According to Nansen, there was never a clear distinction between the two companies, FTX and Alameda Research. FTX's aim to keep Alameda's activities continuing began to come apart around the same time as Terra USD fell.
Nansen asserted that the collision that occurred with Terra/Luna revealed a significant flaw in the stormy connection that kept FTX and Alameda together. This was based on the company's study.
Alameda's Assets Are Not Tradeable
A second issue that has been brought to the notice of the general public is the fact that Alameda's assets cannot be located. It is important to keep in mind that previous to the launch of the FTX in May 2019, wallets affiliated with Alameda Research were linked to wallets that were managed by the FTX.
It was discovered a few weeks ago that about $5 billion of Alameda's assets were FTX Tokens, which rendered a significant portion of the company's holdings completely untradeable.
After hearing the news, a significant number of FTT owners promptly cashed out their tokens and withdrawn funds from the FTX market. As a result of the breakdown of negotiations on an acquisition deal with Binance, FTX has initiated the Chapter 11 bankruptcy process.

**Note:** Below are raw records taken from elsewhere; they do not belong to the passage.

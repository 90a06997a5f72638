//! Error taxonomy shared by the session, gateway, mutation and feed layers.
use serde_json::Value;
use thiserror::Error;

/// Failures surfaced by the synchronization layer.
///
/// The type is `Clone` so one renewal outcome can be handed to every caller
/// waiting on it.
#[derive(Debug, Clone, Error, PartialEq)]
pub enum SyncError {
    /// Terminal for the current session: credentials are gone and the user
    /// must log in again.
    #[error("session expired; login required")]
    SessionExpired,
    /// The call was refused for this identity; the session stays valid.
    #[error("not authorized for this operation")]
    Unauthorized,
    #[error("validation failed: {0}")]
    ValidationFailed(String),
    #[error("network unavailable: {0}")]
    NetworkUnavailable(String),
    /// Server state diverged from what the client assumed. `server` carries
    /// the authoritative entity when the response included one.
    #[error("conflict with server state")]
    Conflict { server: Option<Value> },
    #[error("not found: {0}")]
    NotFound(String),
    #[error("server error {status}: {body}")]
    Server { status: u16, body: String },
    #[error("invalid response: {0}")]
    Decode(String),
    #[error("operation aborted: {0}")]
    Aborted(String),
}

impl SyncError {
    /// Errors that end in the logout flow rather than an inline banner.
    pub fn is_auth(&self) -> bool {
        matches!(self, SyncError::SessionExpired | SyncError::Unauthorized)
    }

    /// Transient failures the user may retry by hand.
    pub fn is_retryable(&self) -> bool {
        matches!(
            self,
            SyncError::NetworkUnavailable(_) | SyncError::Server { .. }
        )
    }

    /// Map a non-success HTTP status (other than the auth statuses the
    /// gateway handles itself) to an error.
    pub fn from_status(status: u16, body: Value) -> Self {
        match status {
            400 | 422 => SyncError::ValidationFailed(body_text(&body)),
            401 | 403 => SyncError::Unauthorized,
            404 => SyncError::NotFound(body_text(&body)),
            409 => SyncError::Conflict {
                server: body.is_object().then_some(body),
            },
            _ => SyncError::Server {
                status,
                body: body_text(&body),
            },
        }
    }
}

fn body_text(body: &Value) -> String {
    match body {
        Value::Null => String::new(),
        Value::String(s) => s.clone(),
        other => other.to_string(),
    }
}

impl From<serde_json::Error> for SyncError {
    fn from(err: serde_json::Error) -> Self {
        SyncError::Decode(err.to_string())
    }
}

According to the findings of Nansen's investigation, it seems that there has been a deliberate attempt to mislead the general public, which has resulted in their making an incorrect assumption. In spite of claims made in several business publications claiming it only owns half of that quantity, the analysis revealed that FTX actually held more than 80% of the 350 million supply of the commodity in question. This would make perfect sense as an explanation for the sequence of events.
A thorough reading of the report reveals information that suggests there may, in fact, have been an insider involved in both of the crashes.